Figure 2. Systemic candidiasis results in increased mortality in Cxcr1^−/− mice due to enhanced fungal proliferation in the kidney and renal failure.

(A) Schematic showing the generation of Cxcr1^−/− mice by homologous recombination. (B) Mortality rates of Cxcr1^+/+ and Cxcr1^−/− mice after intravenous challenge with Candida (n=25; summary data of 3 independent experiments).

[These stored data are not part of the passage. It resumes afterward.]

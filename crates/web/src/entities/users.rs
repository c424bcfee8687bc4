use std::collections::{HashMap, HashSet};

use chrono::{DateTime, Utc};
use db::{
    models::{Comment, Followship, Restaurant, User},
    types::DbId,
};
use serde::Serialize;

use crate::entities::restaurants::RestaurantCard;

#[derive(Clone, Serialize, Debug)]
pub struct UserCard {
    pub id: String,
    pub name: String,
    pub image: Option<String>,
}

impl UserCard {
    pub fn build(user: User) -> Self {
        Self {
            id: user.id.to_string(),
            name: user.name,
            image: user.image,
        }
    }

    pub fn build_from_vec(users: Vec<User>) -> Vec<Self> {
        users.into_iter().map(Self::build).collect()
    }
}

#[derive(Clone, Serialize, Debug)]
pub struct ProfileComment {
    pub id: String,
    pub text: String,
    pub published: DateTime<Utc>,
    pub restaurant: RestaurantCard,
}

#[derive(Clone, Serialize, Debug)]
pub struct Profile {
    pub id: String,
    pub name: String,
    pub email: String,
    pub image: Option<String>,
    pub published: DateTime<Utc>,
    pub comments: Vec<ProfileComment>,
    pub favorited_restaurants: Vec<RestaurantCard>,
    pub followers: Vec<UserCard>,
    pub followings: Vec<UserCard>,
    pub is_followed: bool,
}

impl Profile {
    pub fn build(
        user: User,
        comments: Vec<(Comment, Restaurant)>,
        favorited_restaurants: Vec<Restaurant>,
        followers: Vec<User>,
        followings: Vec<User>,
        viewer_followings: &HashSet<DbId>,
    ) -> Self {
        Self {
            is_followed: viewer_followings.contains(&user.id),
            id: user.id.to_string(),
            name: user.name,
            email: user.email,
            image: user.image,
            published: user.published,
            comments: comments
                .into_iter()
                .map(|(comment, restaurant)| ProfileComment {
                    id: comment.id.to_string(),
                    text: comment.text,
                    published: comment.published,
                    restaurant: RestaurantCard::build(restaurant),
                })
                .collect(),
            favorited_restaurants: RestaurantCard::build_from_vec(favorited_restaurants),
            followers: UserCard::build_from_vec(followers),
            followings: UserCard::build_from_vec(followings),
        }
    }
}

#[derive(Clone, Serialize, Debug)]
pub struct TopUser {
    pub id: String,
    pub name: String,
    pub image: Option<String>,
    pub follower_count: usize,
    pub is_followed: bool,
}

/// Builds the leaderboard: every user annotated with their follower count and
/// whether the viewer already follows them, ordered by follower count. The
/// sort is stable, so equal counts keep the load order.
pub fn rank_users(
    users: Vec<User>,
    followships: &[Followship],
    viewer_followings: &HashSet<DbId>,
) -> Vec<TopUser> {
    let mut follower_counts: HashMap<&DbId, usize> = HashMap::new();
    for followship in followships {
        *follower_counts.entry(&followship.following_id).or_default() += 1;
    }

    let mut ranked = users
        .into_iter()
        .map(|user| TopUser {
            follower_count: follower_counts.get(&user.id).copied().unwrap_or(0),
            is_followed: viewer_followings.contains(&user.id),
            id: user.id.to_string(),
            name: user.name,
            image: user.image,
        })
        .collect::<Vec<_>>();
    ranked.sort_by(|a, b| b.follower_count.cmp(&a.follower_count));
    ranked
}

#[cfg(test)]
mod tests {
    use std::collections::HashSet;

    use chrono::Utc;
    use db::{
        models::{Followship, User},
        types::DbId,
    };

    use super::rank_users;

    fn user(name: &str) -> User {
        User {
            id: DbId::from(format!("id-{name}")),
            name: name.to_string(),
            email: format!("{name}@example.com"),
            password_encrypted: String::new(),
            image: None,
            admin: false,
            published: Utc::now(),
            updated: None,
        }
    }

    fn follow(follower: &User, following: &User) -> Followship {
        Followship {
            follower_id: follower.id.clone(),
            following_id: following.id.clone(),
            published: Utc::now(),
        }
    }

    #[test]
    fn ranking_is_sorted_by_follower_count() {
        let alice = user("alice");
        let bob = user("bob");
        let carol = user("carol");
        let followships = vec![
            follow(&alice, &bob),
            follow(&carol, &bob),
            follow(&bob, &carol),
        ];

        let ranked = rank_users(
            vec![alice.clone(), bob.clone(), carol.clone()],
            &followships,
            &HashSet::new(),
        );

        let counts = ranked
            .iter()
            .map(|entry| entry.follower_count)
            .collect::<Vec<_>>();
        assert_eq!(counts, vec![2, 1, 0]);
        assert_eq!(ranked[0].name, "bob");
        assert_eq!(ranked[1].name, "carol");
        assert_eq!(ranked[2].name, "alice");
        for pair in ranked.windows(2) {
            assert!(pair[0].follower_count >= pair[1].follower_count);
        }
    }

    #[test]
    fn ranking_keeps_load_order_between_ties() {
        let alice = user("alice");
        let bob = user("bob");
        let carol = user("carol");

        let ranked = rank_users(vec![alice, bob, carol], &[], &HashSet::new());

        let names = ranked.iter().map(|entry| entry.name.as_str()).collect::<Vec<_>>();
        assert_eq!(names, vec!["alice", "bob", "carol"]);
    }

    #[test]
    fn is_followed_reflects_viewer_followings() {
        let alice = user("alice");
        let bob = user("bob");
        let viewer_followings = HashSet::from([bob.id.clone()]);

        let ranked = rank_users(vec![alice, bob], &[], &viewer_followings);

        assert!(!ranked[0].is_followed);
        assert!(ranked[1].is_followed);
    }

    #[test]
    fn a_single_follow_ranks_the_followed_user_first() {
        let alice = user("alice");
        let bob = user("bob");
        let followships = vec![follow(&alice, &bob)];

        let ranked = rank_users(vec![alice, bob], &followships, &HashSet::new());

        assert_eq!(ranked[0].name, "bob");
        assert_eq!(ranked[0].follower_count, 1);
        assert_eq!(ranked[1].name, "alice");
        assert_eq!(ranked[1].follower_count, 0);
    }
}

P=0.015; Log-rank (Mantel-Cox) test. (C) Fungal burden in the kidneys of Cxcr1^+/+ and Cxcr1^−/− mice at days 4 (P=0.0135; n=14–15; 3 independent experiments; t-test with Welch’s correction) and 7 (P=0.025; n=30–31; 6 independent experiments; Mann-Whitney test) post-infection (D) Renal function is significantly compromised in Cxcr1^−/− mice post-infection. Shown are summary data of serum BUN (P=0.0477; Mann-Whitney test) and creatinine (P=0.0403; Mann-Whitney test) at day 7 post-infection (n=17–18; 3 independent experiments). (E) Histopathology. Representative PAS staining of Cxcr1^+/+ and Cxcr1^−/− kidney sections at day 4 post-infection. Original magnification, 20x; Bar scale, 500 μm (n=15; 3 independent experiments). All quantitative data represent mean ± SEM.